Auto, scontro tra Italia e Ue: cosa rischiano le nostre aziende

Non è stato privo di strascichi il voto di mercoledì scorso (8 giugno) del Parlamento europeo sugli otto dossier del pacchetto “Fit for 55“, con il quale la Commissione europea di Ursula von der Leyen ha messo nero su bianco l’obiettivo di tagliare le emissioni inquinanti nei Paesi membri del 55% entro il 2030. Il tutto per raggiungere la neutralità climatica entro il 2050.

La plenaria riunita a Strasburgo ha approvato cinque degli otto dossier previsti. Il voto serviva a decidere la posizione negoziale da tenere (in attesa del voto del Consiglio, presieduto da Charles Michel) sugli standard di emissione di CO2 per auto e furgoni nuovi. L’aula si è allineata con la proposta della stessa Commissione: dal 2035 nel territorio dell’Ue non potranno più essere immatricolate auto nuove a diesel, benzina, gpl e ibride. Solamente i produttori di auto di lusso godranno di una deroga fino al 2036.

Il Consiglio si esprimerà in maniera definitiva il prossimo 28 giugno, quando i capi di Stato e di governo decideranno se allinearsi alla posizione uscita da Strasburgo questa settimana, con la possibilità che questa politica venga addirittura inasprita: a pesare potrebbero essere le spinte dei governi francese e tedesco, che al loro interno comprendono una forte componente ambientalista, il cui obiettivo è proprio quello di convertire completamente la produzione di auto attuale, arrivando ad un esclusivo consumo elettrico.

In Italia invece le reazioni sono state contrastanti, ma a pesare in maniera importante è stato il commento del ministro dello Sviluppo economico Giancarlo Giorgetti, che ha apostrofato il voto come “una delusione“, affermando che “l’esito era abbastanza scontato” visti i presupposti su cui si era incanalata la questione.

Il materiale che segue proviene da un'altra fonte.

//! Common utilities for ubertooth-host
//!
//! This crate provides functionality shared around the driver core: the
//! error type, logging setup, summary types reported by the USB thread, and
//! the async channel bridge between the Tokio runtime and that thread.

pub mod channel;
pub mod error;
pub mod logging;
pub mod test_utils;
pub mod usb_types;

pub use channel::{UsbBridge, UsbCommand, UsbEvent, UsbWorker, create_usb_bridge};
pub use error::{Error, Result};
pub use logging::setup_logging;
pub use usb_types::{DeviceSummary, SessionSummary};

Il ministro leghista si è detto a favore della “neutralità tecnologica“, ma ha tenuto a specificare come “la transizione ambientale deve tener conto anche delle ricadute sociali ed economiche su tutte le filiere del lavoro“.

Ma il numero 2 del Carroccio, parlando alle agenzie di stampa, ha rincarato la dose, mostrando tutta la propria insoddisfazione per la decisione dell’Unione europea. “Di questo passo” – ha detto titolare del dicastero – “il destino è l’eutanasia della nostra industria“.

Scendendo nel merito dei vincoli sempre più stringenti sull’utilizzo dei carburanti inquinanti, Giorgetti ha inoltre specificato che, stando alla sua opinione, “il futuro non è solo elettrico“. E ha voluto mettere in guardia cittadini e istituzioni dalle “visioni ideologiche” che – a suo parere – rischiano di portare all’approvazione affrettata di provvedimenti che avranno ricadute considerevoli sul sistema economico e sociale dei diversi Paesi.

Intanto in Italia c’è una casa automobilistica che in piena autonomia aveva già deciso di anticipare la decisione delle istituzioni comunitarie, scegliendo di non produrre più mezzi a diesel e benzina già dalla prossima estate: si tratta della Fiat, che dal 1° luglio immetterà sul mercato delle auto solamente veicoli elettrici o ibridi.